Jones Day

Jones Day landed a runner-up honors in The Recorder’s 2017 Litigation Department of the Year after hooking the largest patent verdict in U.S. history.

The firm won a $2.54 billion patent trial verdict for Idenix Pharmaceuticals against Gilead Sciences at trial in December 2016. During the judging period, firm litigators also won a seven-fold increase in distribution to its clients in the Caesars Entertainment bankruptcy, and two IP trials for Synopsys Inc. against rival ATopTech. Christopher Lovrien, the partner-in-charge of Jones Day’s California region, recently explained the firm’s focus on being trial-ready.

What do each of these matters the firm is being recognized for demonstrate about Jones Day’s litigation capacities? The results we achieved in these cases demonstrate that we have great trial talent in our litigation practices and that we frequently exercise our trial “muscles.”  Jones Day regularly tries more cases in more courts than other large firms, and we have one of the most active appellate and Supreme Court practices.

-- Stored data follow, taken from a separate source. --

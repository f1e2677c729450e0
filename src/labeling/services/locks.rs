//! Per-aggregate async locks.
//!
//! Every mutating task operation holds its task lock for its whole
//! read-modify-write cycle; project operations hold the project lock. A
//! caller that needs both takes the task lock first.
//!
//! A slot lives while a guard or a waiter holds it. Idle slots are dropped
//! on the next acquisition, so the registry tracks only contended and held
//! aggregates.

use crate::labeling::domain::{ProjectId, TaskId};
use std::collections::BTreeMap;
use std::sync::{Arc, Mutex, PoisonError};
use tokio::sync::{Mutex as AsyncMutex, OwnedMutexGuard};

type Slots<K> = Mutex<BTreeMap<K, Arc<AsyncMutex<()>>>>;

/// Guard held while a task or project is being mutated.
pub type AggregateGuard = OwnedMutexGuard<()>;

/// Registry of one async mutex per task and per project.
#[derive(Debug, Default)]
pub struct LockRegistry {
    tasks: Slots<TaskId>,
    projects: Slots<ProjectId>,
}

fn slot<K: Ord>(slots: &Slots<K>, key: K) -> Arc<AsyncMutex<()>> {
    let mut map = slots.lock().unwrap_or_else(PoisonError::into_inner);
    map.retain(|held, mutex| *held == key || Arc::strong_count(mutex) > 1);
    Arc::clone(map.entry(key).or_default())
}

fn tracked<K>(slots: &Slots<K>) -> usize {
    slots.lock().unwrap_or_else(PoisonError::into_inner).len()
}

impl LockRegistry {
    /// Creates an empty registry.
    #[must_use]
    pub fn new() -> Self {
        Self::default()
    }

    /// Waits for exclusive access to a task.
    pub async fn lock_task(&self, id: TaskId) -> AggregateGuard {
        slot(&self.tasks, id).lock_owned().await
    }

    /// Waits for exclusive access to a project.
    pub async fn lock_project(&self, id: ProjectId) -> AggregateGuard {
        slot(&self.projects, id).lock_owned().await
    }

    /// Number of task and project slots currently kept.
    #[must_use]
    pub fn tracked(&self) -> usize {
        tracked(&self.tasks).saturating_add(tracked(&self.projects))
    }
}
//! Competing requests against the same task.

use super::helpers::{Workspace, ids, workspace};
use eyre::{OptionExt, ensure};
use labelflow::labeling::{
    domain::{Annotation, LabelingDomainError, RoleKind},
    services::InitProjectRequest,
};
use rstest::rstest;

#[rstest]
#[tokio::test(flavor = "multi_thread")]
async fn only_one_worker_batch_wins(workspace: Workspace) -> eyre::Result<()> {
    let dataset = workspace.dataset("bridge", 3)?;
    let projects = workspace.engine.projects();
    let created = projects
        .create(workspace.request("bridges", vec![dataset]))
        .await?;
    let project = projects
        .init(created.id(), InitProjectRequest::new(0, 1, 0))
        .await?;
    let task_id = workspace
        .engine
        .tasks()
        .list_for_project(project.id())
        .await?
        .first()
        .map(|task| task.id())
        .ok_or_eyre("task expected")?;
    let candidates = workspace.register("candidate", 2)?;

    let handles: Vec<_> = candidates
        .iter()
        .map(|user| {
            let tasks = workspace.engine.tasks();
            let batch = ids(std::slice::from_ref(user));
            tokio::spawn(async move { tasks.init_workers(task_id, &batch, RoleKind::Labeler).await })
        })
        .collect();
    let mut outcomes = Vec::with_capacity(handles.len());
    for handle in handles {
        outcomes.push(handle.await?);
    }

    let winners = outcomes.iter().filter(|outcome| outcome.is_ok()).count();
    ensure!(winners == 1);
    let refused = outcomes
        .iter()
        .filter_map(|outcome| outcome.as_ref().err())
        .filter_map(|err| err.as_domain())
        .all(|err| {
            matches!(
                err,
                LabelingDomainError::RolesAlreadyAssigned { active: 1, .. }
            )
        });
    ensure!(refused);
    let roles = workspace.engine.tasks().list_roles(task_id).await?;
    ensure!(roles.len() == 1);
    Ok(())
}

#[rstest]
#[tokio::test(flavor = "multi_thread")]
async fn concurrent_labels_are_all_recorded(workspace: Workspace) -> eyre::Result<()> {
    let dataset = workspace.dataset("market", 8)?;
    let projects = workspace.engine.projects();
    let created = projects
        .create(workspace.request("markets", vec![dataset]))
        .await?;
    let project = projects
        .init(created.id(), InitProjectRequest::new(0, 1, 0))
        .await?;
    let task_id = workspace
        .engine
        .tasks()
        .list_for_project(project.id())
        .await?
        .first()
        .map(|task| task.id())
        .ok_or_eyre("task expected")?;
    let team = workspace.register("crew", 2)?;
    let [leader, labeler] = team.as_slice() else {
        eyre::bail!("two users expected");
    };
    let tasks = workspace.engine.tasks();
    tasks
        .set_leader(task_id, leader.id(), RoleKind::LabelLeader)
        .await?;
    tasks
        .init_workers(task_id, &[labeler.id()], RoleKind::Labeler)
        .await?;
    let images = workspace.image_ids(task_id, labeler.id()).await?;

    let handles: Vec<_> = images
        .iter()
        .map(|image| {
            let annotations = workspace.engine.annotations();
            let (image, user) = (*image, labeler.id());
            tokio::spawn(async move {
                annotations
                    .set_label(task_id, image, user, vec![Annotation::new("stall")])
                    .await
            })
        })
        .collect();
    for handle in handles {
        handle.await??;
    }

    let role = workspace
        .engine
        .tasks()
        .list_roles(task_id)
        .await?
        .into_iter()
        .find(|role| role.user_id() == labeler.id())
        .ok_or_eyre("labeler role expected")?;
    ensure!(role.contribution().labels_submitted == 8);
    ensure!(role.progress().label_completed);
    Ok(())
}
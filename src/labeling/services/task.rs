//! Task lifecycle: leaders, workers, restart, QA and role resolution.

use super::{
    ProgressAggregator, RoleAssignmentService, WorkflowContext, WorkflowResult,
};
use crate::labeling::domain::{
    ImageStatus, LabelTask, LabelingDomainError, ProjectId, RoleKey, RoleKind, TaskId,
    TaskQaAction, TaskRole, TaskRoleKind, TaskStatus, UserId,
};
use mockable::Clock;
use std::sync::Arc;
use tracing::{info, warn};

/// Task lifecycle orchestration service.
pub struct TaskLifecycleService<C> {
    ctx: Arc<WorkflowContext<C>>,
}

impl<C> Clone for TaskLifecycleService<C> {
    fn clone(&self) -> Self {
        Self {
            ctx: Arc::clone(&self.ctx),
        }
    }
}

impl<C> TaskLifecycleService<C>
where
    C: Clock + Send + Sync,
{
    /// Creates a task lifecycle service over a shared context.
    #[must_use]
    pub const fn new(ctx: Arc<WorkflowContext<C>>) -> Self {
        Self { ctx }
    }

    fn roles(&self) -> RoleAssignmentService<C> {
        RoleAssignmentService::new(Arc::clone(&self.ctx))
    }

    fn aggregator(&self) -> ProgressAggregator<C> {
        ProgressAggregator::new(Arc::clone(&self.ctx))
    }

    /// Assigns a leader, replacing the current one when present.
    ///
    /// The first label leader starts the task when review is disabled; the
    /// first review leader always does.
    ///
    /// # Errors
    ///
    /// Returns [`super::WorkflowError`] when `kind` is not a leader kind, the
    /// user cannot be resolved, review leaders are requested with review
    /// disabled, or the replacement fails.
    pub async fn set_leader(
        &self,
        task_id: TaskId,
        user_id: UserId,
        kind: RoleKind,
    ) -> WorkflowResult<TaskRole> {
        let task_kind = kind.require_task_bonded()?;
        if !task_kind.is_leader() {
            return Err(LabelingDomainError::NotALeaderRole(kind).into());
        }
        let _guard = self.ctx.locks.lock_task(task_id).await;
        let mut task = self.ctx.find_task_or_error(task_id).await?;
        let project = self.ctx.find_project_or_error(task.project_id()).await?;
        let config = project.require_config()?;
        let user = self.ctx.resolve_active_user(user_id).await?;

        let current = self
            .ctx
            .ports
            .task_roles
            .list_active(task_id, Some(task_kind))
            .await?;
        if let Some(leader) = current.first() {
            return self
                .roles()
                .transfer_locked(&task, leader.user_id(), &user, task_kind)
                .await;
        }

        let mut created = self
            .roles()
            .init_roles_locked(&task, &project, std::slice::from_ref(&user), task_kind)
            .await?;
        let starts_work = match task_kind {
            TaskRoleKind::LabelLeader => !config.review_enabled(),
            TaskRoleKind::ReviewLeader => true,
            TaskRoleKind::Labeler | TaskRoleKind::Reviewer => false,
        };
        if starts_work && task.status() == TaskStatus::Waiting {
            task.start_work(&*self.ctx.clock)?;
            self.ctx.ports.tasks.update(&task).await?;
            info!(task_id = %task_id, "task started");
            self.ctx.update_subtask_counter(task.project_id()).await?;
        }
        created
            .pop()
            .ok_or_else(|| {
                LabelingDomainError::ActiveRoleNotFound {
                    task: task_id,
                    user: user_id,
                    kind,
                }
                .into()
            })
    }

    /// Assigns the full batch of labelers or reviewers of a task.
    ///
    /// Reviewers joining a task whose labelers have already submitted start
    /// in reviewing on those images.
    ///
    /// # Errors
    ///
    /// Returns [`super::WorkflowError`] when `kind` is not a worker kind, the
    /// count does not match the project configuration, workers of `kind`
    /// already exist, or a user cannot be resolved.
    pub async fn init_workers(
        &self,
        task_id: TaskId,
        user_ids: &[UserId],
        kind: RoleKind,
    ) -> WorkflowResult<Vec<TaskRole>> {
        let task_kind = kind.require_task_bonded()?;
        if !task_kind.is_worker() {
            return Err(LabelingDomainError::NotAWorkerRole(kind).into());
        }
        let _guard = self.ctx.locks.lock_task(task_id).await;
        let task = self.ctx.find_task_or_error(task_id).await?;
        let project = self.ctx.find_project_or_error(task.project_id()).await?;
        let users = self.ctx.resolve_active_users(user_ids).await?;
        let roles = self
            .roles()
            .init_roles_locked(&task, &project, &users, task_kind)
            .await?;

        if task_kind == TaskRoleKind::Reviewer {
            let labelers = self
                .ctx
                .ports
                .task_roles
                .list_active(task_id, Some(TaskRoleKind::Labeler))
                .await?;
            if !labelers.is_empty() {
                let keys: Vec<RoleKey> = roles.iter().map(TaskRole::role_key).collect();
                let mut images = self.ctx.task_images(&task).await?;
                images.retain(|image| image.all_labelers_in(ImageStatus::Reviewing));
                for image in &mut images {
                    image.reset_role_status(&keys, ImageStatus::Reviewing);
                }
                self.ctx
                    .ports
                    .images
                    .update_batch(task.dataset_id(), &images)
                    .await?;
            }
            self.aggregator().refresh_locked(task).await?;
        }
        Ok(roles)
    }

    /// Replaces one labeler or reviewer.
    ///
    /// # Errors
    ///
    /// Returns [`super::WorkflowError`] when `kind` is not a worker kind or
    /// the transfer preconditions fail.
    pub async fn replace_worker(
        &self,
        task_id: TaskId,
        old_user: UserId,
        new_user: UserId,
        kind: RoleKind,
    ) -> WorkflowResult<TaskRole> {
        let task_kind = kind.require_task_bonded()?;
        if !task_kind.is_worker() {
            return Err(LabelingDomainError::NotAWorkerRole(kind).into());
        }
        let _guard = self.ctx.locks.lock_task(task_id).await;
        let task = self.ctx.find_task_or_error(task_id).await?;
        let user = self.ctx.resolve_active_user(new_user).await?;
        self.roles()
            .transfer_locked(&task, old_user, &user, task_kind)
            .await
    }

    /// Puts a rejected task back to work.
    ///
    /// Every active role's entry on every image is reset to rejected, so
    /// labelers must submit again.
    ///
    /// # Errors
    ///
    /// Returns [`super::WorkflowError`] when the task is unknown or not
    /// rejected.
    pub async fn restart(&self, task_id: TaskId) -> WorkflowResult<LabelTask> {
        let _guard = self.ctx.locks.lock_task(task_id).await;
        let mut task = self.ctx.find_task_or_error(task_id).await?;
        if let Err(err) = task.restart(&*self.ctx.clock) {
            warn!(task_id = %task_id, status = %task.status(), "rejected task restart");
            return Err(err.into());
        }
        self.ctx.ports.tasks.update(&task).await?;

        let roles = self.ctx.ports.task_roles.list_active(task_id, None).await?;
        let keys: Vec<RoleKey> = roles.iter().map(TaskRole::role_key).collect();
        let mut images = self.ctx.task_images(&task).await?;
        for image in &mut images {
            image.reset_role_status(&keys, ImageStatus::Rejected);
        }
        self.ctx
            .ports
            .images
            .update_batch(task.dataset_id(), &images)
            .await?;
        info!(task_id = %task_id, images = images.len(), "task restarted");

        let report = self.aggregator().refresh_locked(task).await?;
        self.ctx.update_subtask_counter(report.task.project_id()).await?;
        Ok(report.task)
    }

    /// Applies a manager verdict and recounts the project's tasks.
    ///
    /// # Errors
    ///
    /// Returns [`super::WorkflowError`] when the task is unknown or not in
    /// the status the action requires.
    pub async fn qa(&self, task_id: TaskId, action: TaskQaAction) -> WorkflowResult<LabelTask> {
        let _guard = self.ctx.locks.lock_task(task_id).await;
        let mut task = self.ctx.find_task_or_error(task_id).await?;
        if let Err(err) = task.apply_qa(action, &*self.ctx.clock) {
            warn!(task_id = %task_id, status = %task.status(), "rejected task QA");
            return Err(err.into());
        }
        self.ctx.ports.tasks.update(&task).await?;
        info!(task_id = %task_id, status = %task.status(), "applied task QA");
        self.ctx.update_subtask_counter(task.project_id()).await?;
        Ok(task)
    }

    /// Resolves the role a user views a task from.
    ///
    /// Users with a leader-or-higher project role see every active role of
    /// the task; workers see only their own. The highest-level visible role
    /// wins. Returns `None` when no role is visible.
    ///
    /// # Errors
    ///
    /// Returns [`super::WorkflowError`] when the task is unknown or
    /// persistence fails.
    pub async fn get_max_role(
        &self,
        task_id: TaskId,
        user_id: UserId,
    ) -> WorkflowResult<Option<TaskRole>> {
        let task = self.ctx.find_task_or_error(task_id).await?;
        let grants = self
            .ctx
            .ports
            .project_roles
            .list_for_user(task.project_id(), user_id)
            .await?;
        let visible = if grants.iter().any(|grant| grant.kind.is_gte_leader()) {
            self.ctx.ports.task_roles.list_active(task_id, None).await?
        } else if grants
            .iter()
            .any(|grant| matches!(grant.kind, RoleKind::Labeler | RoleKind::Reviewer))
        {
            self.ctx
                .ports
                .task_roles
                .list_active_for_user(task_id, user_id)
                .await?
        } else {
            Vec::new()
        };
        Ok(visible.into_iter().min_by_key(|role| role.kind().level()))
    }

    /// Retrieves a task.
    ///
    /// # Errors
    ///
    /// Returns [`super::WorkflowError`] when the task is unknown.
    pub async fn find(&self, task_id: TaskId) -> WorkflowResult<LabelTask> {
        self.ctx.find_task_or_error(task_id).await
    }

    /// Lists the tasks of a project ordered by index.
    ///
    /// # Errors
    ///
    /// Returns [`super::WorkflowError`] when persistence fails.
    pub async fn list_for_project(&self, project_id: ProjectId) -> WorkflowResult<Vec<LabelTask>> {
        Ok(self.ctx.ports.tasks.list_by_project(project_id).await?)
    }

    /// Lists the active roles of a task.
    ///
    /// # Errors
    ///
    /// Returns [`super::WorkflowError`] when persistence fails.
    pub async fn list_roles(&self, task_id: TaskId) -> WorkflowResult<Vec<TaskRole>> {
        Ok(self.ctx.ports.task_roles.list_active(task_id, None).await?)
    }
}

One reason we are able to recruit such talented trial lawyers (and future trial lawyers) is that there is an apparent and established path to significant trial experience at Jones Day, and that path begins early. We provide stand-up experience to our new lawyers early in their careers, and they have significant responsibility in litigation from handling witnesses to leading or co-leading trial work throughout their careers, which is just one reason our bench is always so deep.

But most importantly, these examples demonstrate our ability to deploy the right lawyers for each matter without regard to parochial criteria—like which lawyers, practices or offices get “credit” for the work—that has nothing to do with client service or getting results.

Take for example our Idenix team which won the largest patent verdict in U.S. history. That trial team included lawyers drawn from our business and tort litigation, intellectual property, and issues and appeals practices and who were resident in our Atlanta, Chicago, Cleveland, San Diego and Washington, D.C., offices. The only criteria assessed in formulating the team was who gives our client the best chance for victory.

I know Jones Day is a big, diverse firm, but you also tout yourselves as one firm, worldwide. Is there any one trait you think is consistent across all the firm’s litigators? If so, what is it? Each of our litigators has his or her own style and brings the perspective of his or her unique background, but all of us have been trained to develop a simple, durable narrative of the case from the outset.

All of us also understand that success requires a deep understanding of our clients’ business, products and culture; proactive and tight integration with in-house counsel; a strategic approach to every step of the case; and an ability to see the case empathetically through the fact-finders’ eyes. Most importantly, the common trait among our litigators, like all Jones Day lawyers, is that we share professional values that are focused on serving clients and collaborating seamlessly across all offices and practices in doing so.

It’s a challenging litigation market, with flat or declining demand and rate pressures. From a business perspective, what does it take for a litigation department to succeed in this environment—especially one that focuses on taking on clients biggest and most challenging matters? Our firm takes a long-term view on the business side of law and on our client relationships. We know that long-term success requires meeting and exceeding client goals and expectations time-and-again, and we do not sacrifice the strength of those long-term relationships for short-term financial gain.

We know clients expect us to be smart, aggressive, creative and efficient. Having long-term, and deep, client relationships also helps us to deliver service more efficiently because we come to deeply understand our clients’ business, their strategic objectives, their executives, and their culture. And because we are a true partnership with formidable talent in practices and jurisdictions worldwide and not a Swiss verein or some other joint-venture arrangement, we provide seamless service to our clients wherever they do business.

Fewer cases are going to trial, and those that are tend to be high stakes. In light of these facts, what is the firm doing to get new lawyers stand-up opportunities in front of judges and juries? First, because so many of our client relationships are broad, long-term relationships, we find that our clients are as interested as we are in seeing litigators develop stand-up experience at early stages of their careers. Thus, when appropriate opportunities arise, most of our clients happily consent to having newer lawyers argue motions or take witnesses at trial.

Second, we have an active pro bono practice which affords most of our associates significant stand-up opportunities during their first few years of practice. Third, we supplement these experiences with training that includes learning-by-doing. As a global legal services institution that is focused on the long run, we put a priority on getting succeeding generations the experience they need today to be the leaders of tomorrow.

How are your litigators harnessing technology to work more efficiently? We partner with our clients to increase the amount, and speed, of collaboration through tools like virtual case rooms, Sharepoint sites and case mapping. We use predictive coding and technology-aided document review to help control discovery costs. And we use transcript review software which allows for quick searching and access of deposition transcripts in the midst of trial.

These tools are, of course, in addition to more generalized technology like messaging and videoconferencing, which is available to all of our lawyers on their firm laptops.